GWXJTLQQJO & ZXOTMPA - Unrecognised Standard Services in Windows 7!!

Bandolier · ‎10-14-2010

Hello

One of my system been playing up last couple of days. Several Firefox crashes but with no obvious reason. Started looking around and came across this service in the Standard group:

Service Name: ZXOTMPA
Display Name: ZXOTMPA
Description:
Path to EXE: C:\Users\Martyn\AppData\Local\Temp\ZXOTMPA.exe
Startup: Manual
Status: Stopped
Logging on as the local system account and interacting with the desktop.
Type (from registry) 110 Hex (272 Dec)

Also found a second service, again in the Standard group

GWXJTLQQJO

May not be the cause of my Firefox issues but either way guessing that these services should not be there.

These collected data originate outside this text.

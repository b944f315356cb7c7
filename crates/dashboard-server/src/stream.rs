//! Change stream controller
//!
//! One controller serves one client connection. It opens its own watch on the
//! target collection, pushes a full snapshot right away, and then multiplexes
//! three sources until the session ends:
//!
//! - the session's cancellation token (client disconnect or server shutdown)
//! - the watch: every Added/Modified/Deleted triggers a full re-list and a new
//!   snapshot frame; an Error event becomes a non-terminal error frame
//! - an idle timer that writes a keepalive after `keepalive` without any write
//!
//! Cancellation also interrupts a re-list or a write in progress, so nothing
//! reaches the sink once the token fires. The watch handle is owned by the
//! controller and closed exactly once on every exit path.

use crate::error::SinkError;
use crate::materializer::SnapshotMaterializer;
use crate::metrics::StreamMetrics;
use crate::models::ResourceSnapshotItem;
use crate::sse::EventSink;
use ocm_client::{Collection, OcmClientTrait, WatchEvent, WatchHandle};
use serde_json::Value;
use std::fmt;
use std::future::Future;
use std::sync::Arc;
use std::time::Duration;
use tokio::time::Instant;
use tokio_util::sync::CancellationToken;
use tracing::{Instrument, debug, info, info_span, warn};
use uuid::Uuid;

/// What a session streams and under which SSE event name.
#[derive(Debug, Clone, PartialEq, Eq)]
pub struct StreamTarget {
    pub collection: Collection,
    pub event_name: String,
}

impl StreamTarget {
    pub fn new(collection: Collection, event_name: impl Into<String>) -> Self {
        Self {
            collection,
            event_name: event_name.into(),
        }
    }
}

/// Lifecycle of a session: `Initializing` until the watch is open,
/// `Streaming` while events flow, `Closed` once `run` returns.
#[derive(Debug, Clone, Copy, PartialEq, Eq)]
pub enum StreamState {
    Initializing,
    Streaming,
    Closed,
}

/// Why a session ended.
#[derive(Debug, Clone, Copy, PartialEq, Eq)]
pub enum SessionEnd {
    /// No client configured; no watch was opened
    Unavailable,
    WatchOpenFailed,
    InitialSnapshotFailed,
    Cancelled,
    /// The watch event sequence was exhausted
    WatchClosed,
    /// A write to the sink failed
    ClientGone,
}

/// Runs `fut` unless `cancel` fires first. An already cancelled token wins
/// without polling `fut`.
async fn unless_cancelled<F: Future>(cancel: &CancellationToken, fut: F) -> Option<F::Output> {
    tokio::select! {
        biased;
        () = cancel.cancelled() => None,
        output = fut => Some(output),
    }
}

/// Performs one sink write, mapping cancellation and write failure to the
/// session end they cause.
async fn deliver<F>(cancel: &CancellationToken, write: F) -> Result<(), SessionEnd>
where
    F: Future<Output = Result<(), SinkError>>,
{
    match unless_cancelled(cancel, write).await {
        None => Err(SessionEnd::Cancelled),
        Some(Err(e)) => {
            debug!(error = %e, "sink write failed");
            Err(SessionEnd::ClientGone)
        }
        Some(Ok(())) => Ok(()),
    }
}

fn object_name(event: &WatchEvent) -> Option<&str> {
    event
        .object()
        .and_then(|object| object.pointer("/metadata/name"))
        .and_then(Value::as_str)
}

pub struct ChangeStreamController {
    client: Option<Arc<dyn OcmClientTrait>>,
    materializer: SnapshotMaterializer,
    target: StreamTarget,
    keepalive: Duration,
    metrics: Option<StreamMetrics>,
    state: tokio::sync::watch::Sender<StreamState>,
}

impl fmt::Debug for ChangeStreamController {
    fn fmt(&self, f: &mut fmt::Formatter<'_>) -> fmt::Result {
        f.debug_struct("ChangeStreamController")
            .field("client", &self.client.is_some())
            .field("target", &self.target)
            .field("keepalive", &self.keepalive)
            .field("state", &*self.state.borrow())
            .finish()
    }
}

impl ChangeStreamController {
    pub fn new(
        client: Option<Arc<dyn OcmClientTrait>>,
        materializer: SnapshotMaterializer,
        target: StreamTarget,
        keepalive: Duration,
    ) -> Self {
        let (state, _) = tokio::sync::watch::channel(StreamState::Initializing);
        Self {
            client,
            materializer,
            target,
            keepalive,
            metrics: None,
            state,
        }
    }

    pub fn with_metrics(mut self, metrics: StreamMetrics) -> Self {
        self.metrics = Some(metrics);
        self
    }

    /// Subscribes to the session's state. Take it before `run`, which
    /// consumes the controller; the receiver keeps reporting afterwards.
    pub fn state(&self) -> tokio::sync::watch::Receiver<StreamState> {
        self.state.subscribe()
    }

    fn transition(&self, to: StreamState) {
        let from = self.state.send_replace(to);
        debug!(?from, ?to, "stream state changed");
    }

    /// Runs the session to completion and reports why it ended.
    ///
    /// Never fails: every problem is reported to the client as an error frame
    /// or ends the session.
    pub async fn run<S>(self, sink: &mut S, cancel: CancellationToken) -> SessionEnd
    where
        S: EventSink + ?Sized,
    {
        let span = info_span!(
            "stream_session",
            session_id = %Uuid::new_v4(),
            collection = %self.target.collection,
        );
        async move {
            let _active = self.metrics.as_ref().map(StreamMetrics::session_started);
            info!("stream session started");
            let end = self.drive(sink, &cancel).await;
            self.transition(StreamState::Closed);
            info!(reason = ?end, "stream session ended");
            end
        }
        .instrument(span)
        .await
    }

    async fn drive<S>(&self, sink: &mut S, cancel: &CancellationToken) -> SessionEnd
    where
        S: EventSink + ?Sized,
    {
        let Some(client) = self.client.clone() else {
            warn!("no OCM client configured, refusing stream");
            let _ = deliver(cancel, self.emit_error(sink, "resource client unavailable")).await;
            return SessionEnd::Unavailable;
        };

        let mut watch = match unless_cancelled(cancel, client.watch(&self.target.collection)).await {
            None => return SessionEnd::Cancelled,
            Some(Ok(watch)) => watch,
            Some(Err(e)) => {
                warn!(error = %e, "failed to open watch");
                let _ = deliver(cancel, self.emit_error(sink, &format!("failed to open watch: {e}"))).await;
                return SessionEnd::WatchOpenFailed;
            }
        };

        self.transition(StreamState::Streaming);
        let end = self.stream(client.as_ref(), &mut watch, sink, cancel).await;
        watch.close();
        end
    }

    /// Initial snapshot, then the event loop. Returns with the watch still
    /// open; the caller closes it.
    async fn stream<S>(
        &self,
        client: &dyn OcmClientTrait,
        watch: &mut WatchHandle,
        sink: &mut S,
        cancel: &CancellationToken,
    ) -> SessionEnd
    where
        S: EventSink + ?Sized,
    {
        let collection = &self.target.collection;

        let relist = move || self.materializer.materialize(client, collection);

        let Some(initial) = unless_cancelled(cancel, relist()).await else {
            return SessionEnd::Cancelled;
        };
        match initial {
            Ok(items) => {
                if let Err(end) = deliver(cancel, self.emit_snapshot(sink, &items)).await {
                    return end;
                }
            }
            Err(e) => {
                warn!(error = %e, "initial snapshot failed");
                let _ = deliver(cancel, self.emit_error(sink, &format!("failed to list resources: {e}"))).await;
                return SessionEnd::InitialSnapshotFailed;
            }
        }

        let keepalive = tokio::time::sleep(self.keepalive);
        tokio::pin!(keepalive);

        loop {
            tokio::select! {
                biased;

                () = cancel.cancelled() => return SessionEnd::Cancelled,

                event = watch.next() => match event {
                    None => return SessionEnd::WatchClosed,
                    Some(WatchEvent::Error(message)) => {
                        debug!(%message, "watch reported an error");
                        if let Err(end) = deliver(cancel, self.emit_error(sink, &message)).await {
                            return end;
                        }
                        keepalive.as_mut().reset(Instant::now() + self.keepalive);
                    }
                    Some(event) => {
                        debug!(kind = event.kind(), name = object_name(&event), "change notification");
                        let Some(listed) = unless_cancelled(cancel, relist()).await else {
                            return SessionEnd::Cancelled;
                        };
                        match listed {
                            Ok(items) => {
                                if let Err(end) = deliver(cancel, self.emit_snapshot(sink, &items)).await {
                                    return end;
                                }
                                keepalive.as_mut().reset(Instant::now() + self.keepalive);
                            }
                            // Skipped; the next change or keepalive carries on
                            Err(e) => warn!(error = %e, "re-list failed, snapshot skipped"),
                        }
                    }
                },

                () = &mut keepalive => {
                    if let Err(end) = deliver(cancel, self.emit_keepalive(sink)).await {
                        return end;
                    }
                    keepalive.as_mut().reset(Instant::now() + self.keepalive);
                }
            }
        }
    }

    async fn emit_snapshot<S>(&self, sink: &mut S, items: &[ResourceSnapshotItem]) -> Result<(), SinkError>
    where
        S: EventSink + ?Sized,
    {
        sink.write_snapshot(&self.target.event_name, items).await?;
        debug!(items = items.len(), "snapshot sent");
        if let Some(metrics) = &self.metrics {
            metrics.snapshot_sent();
        }
        Ok(())
    }

    async fn emit_error<S>(&self, sink: &mut S, message: &str) -> Result<(), SinkError>
    where
        S: EventSink + ?Sized,
    {
        sink.write_error(message).await?;
        if let Some(metrics) = &self.metrics {
            metrics.error_sent();
        }
        Ok(())
    }

    async fn emit_keepalive<S>(&self, sink: &mut S) -> Result<(), SinkError>
    where
        S: EventSink + ?Sized,
    {
        sink.write_keepalive().await?;
        if let Some(metrics) = &self.metrics {
            metrics.keepalive_sent();
        }
        Ok(())
    }
}
//! ManagedClusterAddOn CRD
//!
//! An addon installed on a managed cluster. Lives in the cluster's namespace
//! on the hub.

use crate::condition::Condition;
use kube::CustomResource;
use schemars::JsonSchema;
use serde::{Deserialize, Serialize};

#[derive(CustomResource, Debug, Clone, Serialize, Deserialize, JsonSchema, Default)]
#[kube(
    group = "addon.open-cluster-management.io",
    version = "v1alpha1",
    kind = "ManagedClusterAddOn",
    namespaced,
    status = "ManagedClusterAddOnStatus"
)]
#[serde(rename_all = "camelCase")]
pub struct ManagedClusterAddOnSpec {
    /// Namespace on the managed cluster the addon agent is deployed to
    #[serde(default, skip_serializing_if = "Option::is_none")]
    pub install_namespace: Option<String>,
}

#[derive(Debug, Clone, Serialize, Deserialize, JsonSchema, Default)]
#[serde(rename_all = "camelCase")]
pub struct ManagedClusterAddOnStatus {
    #[serde(default)]
    pub conditions: Vec<Condition>,
}
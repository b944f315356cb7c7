//! UI-facing JSON models
//!
//! Flattened views of OCM resources, shaped for the dashboard front end.

use serde::{Deserialize, Serialize};
use std::collections::BTreeMap;

/// Connectivity of a managed cluster as shown in the UI.
#[derive(Debug, Clone, Copy, Serialize, Deserialize, PartialEq, Eq)]
pub enum ClusterStatus {
    Online,
    Offline,
    Unknown,
}

/// One status condition, every field flattened to a string.
#[derive(Debug, Clone, Serialize, Deserialize, Default, PartialEq, Eq)]
#[serde(rename_all = "camelCase")]
pub struct ConditionRecord {
    #[serde(rename = "type")]
    pub type_: String,
    pub status: String,
    pub reason: String,
    pub message: String,
    pub last_transition_time: String,
}

impl From<&crds::Condition> for ConditionRecord {
    fn from(condition: &crds::Condition) -> Self {
        Self {
            type_: condition.type_.clone(),
            status: condition.status.clone(),
            reason: condition.reason.clone().unwrap_or_default(),
            message: condition.message.clone().unwrap_or_default(),
            last_transition_time: condition
                .last_transition_time
                .map(|t| t.to_rfc3339_opts(chrono::SecondsFormat::Secs, true))
                .unwrap_or_default(),
        }
    }
}

/// One managed cluster in a snapshot (and in the cluster REST views).
#[derive(Debug, Clone, Serialize, Deserialize, PartialEq, Eq)]
#[serde(rename_all = "camelCase")]
pub struct ResourceSnapshotItem {
    pub id: String,
    pub name: String,
    pub status: ClusterStatus,
    #[serde(default, skip_serializing_if = "Option::is_none")]
    pub version: Option<String>,
    #[serde(default, skip_serializing_if = "Option::is_none")]
    pub labels: Option<BTreeMap<String, String>>,
    #[serde(default)]
    pub conditions: Vec<ConditionRecord>,
}

#[derive(Debug, Clone, Serialize, Deserialize, PartialEq, Eq)]
#[serde(rename_all = "camelCase")]
pub struct ClusterSetView {
    pub name: String,
    pub selector_type: String,
    pub cluster_count: usize,
    pub conditions: Vec<ConditionRecord>,
}

#[derive(Debug, Clone, Serialize, Deserialize, PartialEq, Eq)]
#[serde(rename_all = "camelCase")]
pub struct PlacementView {
    pub name: String,
    pub namespace: String,
    pub cluster_sets: Vec<String>,
    #[serde(default, skip_serializing_if = "Option::is_none")]
    pub number_of_clusters: Option<i32>,
    pub selected_clusters: Vec<String>,
    pub conditions: Vec<ConditionRecord>,
}

/// Health of an addon, from its `Available` condition.
#[derive(Debug, Clone, Copy, Serialize, Deserialize, PartialEq, Eq)]
pub enum AddonStatus {
    Available,
    Unavailable,
    Unknown,
}

#[derive(Debug, Clone, Serialize, Deserialize, PartialEq, Eq)]
#[serde(rename_all = "camelCase")]
pub struct AddonView {
    pub name: String,
    pub namespace: String,
    #[serde(default, skip_serializing_if = "Option::is_none")]
    pub install_namespace: Option<String>,
    pub status: AddonStatus,
    pub conditions: Vec<ConditionRecord>,
}

#[derive(Debug, Clone, Serialize, Deserialize, PartialEq, Eq)]
#[serde(rename_all = "camelCase")]
pub struct ManifestWorkView {
    pub name: String,
    pub namespace: String,
    pub manifest_count: usize,
    pub applied: bool,
    pub available: bool,
    pub conditions: Vec<ConditionRecord>,
}
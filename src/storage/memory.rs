//! In-process store backing the test suites.

use super::{PostStore, StorageError, UserStore};
use crate::models::{StoredPost, StoredUser};
use async_trait::async_trait;
use std::collections::HashMap;
use std::sync::Arc;
use tokio::sync::RwLock;

#[derive(Default)]
struct Inner {
    users: HashMap<String, StoredUser>,
    // email -> user id
    emails: HashMap<String, String>,
    posts: HashMap<String, StoredPost>,
}

/// Cheaply cloneable handle; clones share the same data.
#[derive(Clone, Default)]
pub struct MemoryStore {
    inner: Arc<RwLock<Inner>>,
}

impl MemoryStore {
    pub fn new() -> Self {
        Self::default()
    }
}

#[async_trait]
impl UserStore for MemoryStore {
    async fn insert_user(&self, user: &StoredUser) -> Result<(), StorageError> {
        let mut inner = self.inner.write().await;
        if inner.emails.contains_key(&user.email) {
            return Err(StorageError::Duplicate(
                "Email already registered".to_string(),
            ));
        }
        inner.emails.insert(user.email.clone(), user.id.clone());
        inner.users.insert(user.id.clone(), user.clone());
        Ok(())
    }

    async fn get_user(&self, id: &str) -> Result<Option<StoredUser>, StorageError> {
        Ok(self.inner.read().await.users.get(id).cloned())
    }

    async fn get_user_by_email(&self, email: &str) -> Result<Option<StoredUser>, StorageError> {
        let inner = self.inner.read().await;
        Ok(inner
            .emails
            .get(email)
            .and_then(|id| inner.users.get(id))
            .cloned())
    }

    async fn update_password(
        &self,
        id: &str,
        password_hash: &str,
        updated_at: u64,
    ) -> Result<bool, StorageError> {
        let mut inner = self.inner.write().await;
        match inner.users.get_mut(id) {
            Some(user) => {
                user.password_hash = password_hash.to_string();
                user.updated_at = updated_at;
                Ok(true)
            }
            None => Ok(false),
        }
    }
}

#[async_trait]
impl PostStore for MemoryStore {
    async fn insert_post(&self, post: &StoredPost) -> Result<(), StorageError> {
        self.inner
            .write()
            .await
            .posts
            .insert(post.id.clone(), post.clone());
        Ok(())
    }

    async fn get_post(&self, id: &str) -> Result<Option<StoredPost>, StorageError> {
        Ok(self
            .inner
            .read()
            .await
            .posts
            .get(id)
            .cloned())
    }

    async fn list_posts(&self) -> Result<Vec<StoredPost>, StorageError> {
        let inner = self.inner.read().await;
        let mut posts: Vec<StoredPost> = inner.posts.values().cloned().collect();
        // Newest first, ties in descending id order like the Redis ZSET
        posts.sort_by(|a, b| {
            b.created_at
                .cmp(&a.created_at)
                .then_with(|| b.id.cmp(&a.id))
        });
        Ok(posts)
    }

    async fn update_post(&self, post: &StoredPost) -> Result<bool, StorageError> {
        let mut inner = self.inner.write().await;
        match inner.posts.get_mut(&post.id) {
            Some(existing) => {
                *existing = post.clone();
                Ok(true)
            }
            None => Ok(false),
        }
    }

    async fn delete_post(&self, id: &str) -> Result<bool, StorageError> {
        Ok(self.inner.write().await.posts.remove(id).is_some())
    }
}
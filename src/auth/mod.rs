//! Authentication: password hashing, signed tokens, the request gate and
//! the ownership check.

pub mod middleware;
pub mod ownership;
pub mod password;
pub mod token;

pub use middleware::{authenticate, locate_token, AppState, AuthSession, TOKEN_COOKIE};
pub use ownership::ensure_owner;
pub use password::{hash_password, verify_dummy, verify_password};
pub use token::{Claims, TokenService, TokenSubject};
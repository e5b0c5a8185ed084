//! User Redis operations.
//!
//! Redis key patterns:
//! - `user:{nanoid}` - individual user data (JSON)
//! - `email:{email}` - email lookup to user_id (STRING), the unique index
//!
//! User JSON carries the password hash, so it is wrapped in `Zeroizing`
//! while it sits in application memory.

use super::StorageError;
use crate::models::StoredUser;
use redis::AsyncCommands;
use zeroize::Zeroizing;

fn user_key(id: &str) -> String {
    format!("user:{}", id)
}

fn email_key(email: &str) -> String {
    format!("email:{}", email)
}

/// Store a new user.
///
/// The email index is claimed first with `SET NX`, so two concurrent
/// registrations for one email cannot both succeed.
pub async fn insert_user<C>(con: &mut C, user: &StoredUser) -> Result<(), StorageError>
where
    C: AsyncCommands,
{
    let email_key = email_key(&user.email);

    let claimed: bool = con.set_nx(&email_key, &user.id).await?;
    if !claimed {
        return Err(StorageError::Duplicate(
            "Email already registered".to_string(),
        ));
    }

    let json = Zeroizing::new(serde_json::to_string(user)?);

    if let Err(e) = con.set::<_, _, ()>(user_key(&user.id), json.as_str()).await {
        // Release the index so the email is not locked out forever
        let _: Result<(), _> = con.del(&email_key).await;
        return Err(e.into());
    }

    Ok(())
}

/// Get a user by ID.
pub async fn get_user<C>(con: &mut C, id: &str) -> Result<Option<StoredUser>, StorageError>
where
    C: AsyncCommands,
{
    let json: Option<String> = con.get(user_key(id)).await?;

    match json {
        Some(data) => {
            let zeroizing_data = Zeroizing::new(data);
            let user = serde_json::from_str(&zeroizing_data)?;
            Ok(Some(user))
        }
        None => Ok(None),
    }
}

/// Get a user by (normalised) email.
///
/// Performs a two-step lookup: email -> user_id -> user data.
pub async fn get_user_by_email<C>(
    con: &mut C,
    email: &str,
) -> Result<Option<StoredUser>, StorageError>
where
    C: AsyncCommands,
{
    let user_id: Option<String> = con.get(email_key(email)).await?;

    match user_id {
        Some(id) => get_user(con, &id).await,
        None => Ok(None),
    }
}

/// Replace a user's password hash.
pub async fn update_password<C>(
    con: &mut C,
    id: &str,
    password_hash: &str,
    updated_at: u64,
) -> Result<bool, StorageError>
where
    C: AsyncCommands,
{
    let Some(mut user) = get_user(con, id).await? else {
        return Ok(false);
    };

    user.password_hash = password_hash.to_string();
    user.updated_at = updated_at;

    let json = Zeroizing::new(serde_json::to_string(&user)?);
    con.set::<_, _, ()>(user_key(id), json.as_str()).await?;

    Ok(true)
}

#[cfg(test)]
mod tests {
    use super::*;

    async fn test_connection() -> Option<redis::aio::MultiplexedConnection> {
        // Note: these tests require a running Redis instance
        let redis_url =
            std::env::var("REDIS_URL").unwrap_or_else(|_| "redis://127.0.0.1:6379".to_string());
        let client = redis::Client::open(redis_url).ok()?;
        client.get_multiplexed_async_connection().await.ok()
    }

    fn test_user(email: &str) -> StoredUser {
        StoredUser {
            id: nanoid::nanoid!(12),
            email: email.to_string(),
            name: None,
            password_hash: "$argon2id$placeholder".to_string(),
            created_at: 1,
            updated_at: 1,
        }
    }

    #[tokio::test]
    async fn test_email_index_is_unique() {
        let Some(mut con) = test_connection().await else {
            eprintln!("Skipping test: Redis not available");
            return;
        };

        let email = format!("{}@test.invalid", nanoid::nanoid!(8).to_lowercase());
        let first = test_user(&email);
        let second = test_user(&email);

        insert_user(&mut con, &first).await.unwrap();
        let result = insert_user(&mut con, &second).await;
        assert!(matches!(result, Err(StorageError::Duplicate(_))));

        let found = get_user_by_email(&mut con, &email).await.unwrap().unwrap();
        assert_eq!(found.id, first.id);

        assert!(update_password(&mut con, &first.id, "$argon2id$new", 2)
            .await
            .unwrap());
        let updated = get_user(&mut con, &first.id).await.unwrap().unwrap();
        assert_eq!(updated.password_hash, "$argon2id$new");
        assert_eq!(updated.updated_at, 2);

        // Clean up
        let _: Result<(), _> = con.del(user_key(&first.id)).await;
        let _: Result<(), _> = con.del(email_key(&email)).await;
    }
}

Google search revealed nothing!

Any comments, hints or tips on what to do next greatly appreciated.

Cheers

Martyn

SendOfJive · ‎02-07-2009

Hi Bandolier,

Do you use RootkitRevealer? Each time you run RootkitRevealer it creates a randomly named copy of itself that runs as a Windows service. It does this because rootkits are able to avoid detection by tricking RootkitRevealer if they recognize it running. Your services look like the sorts of names that RootkitRevealer creates for itself.

http://forum.sysinternals.com/topic1650_page1.html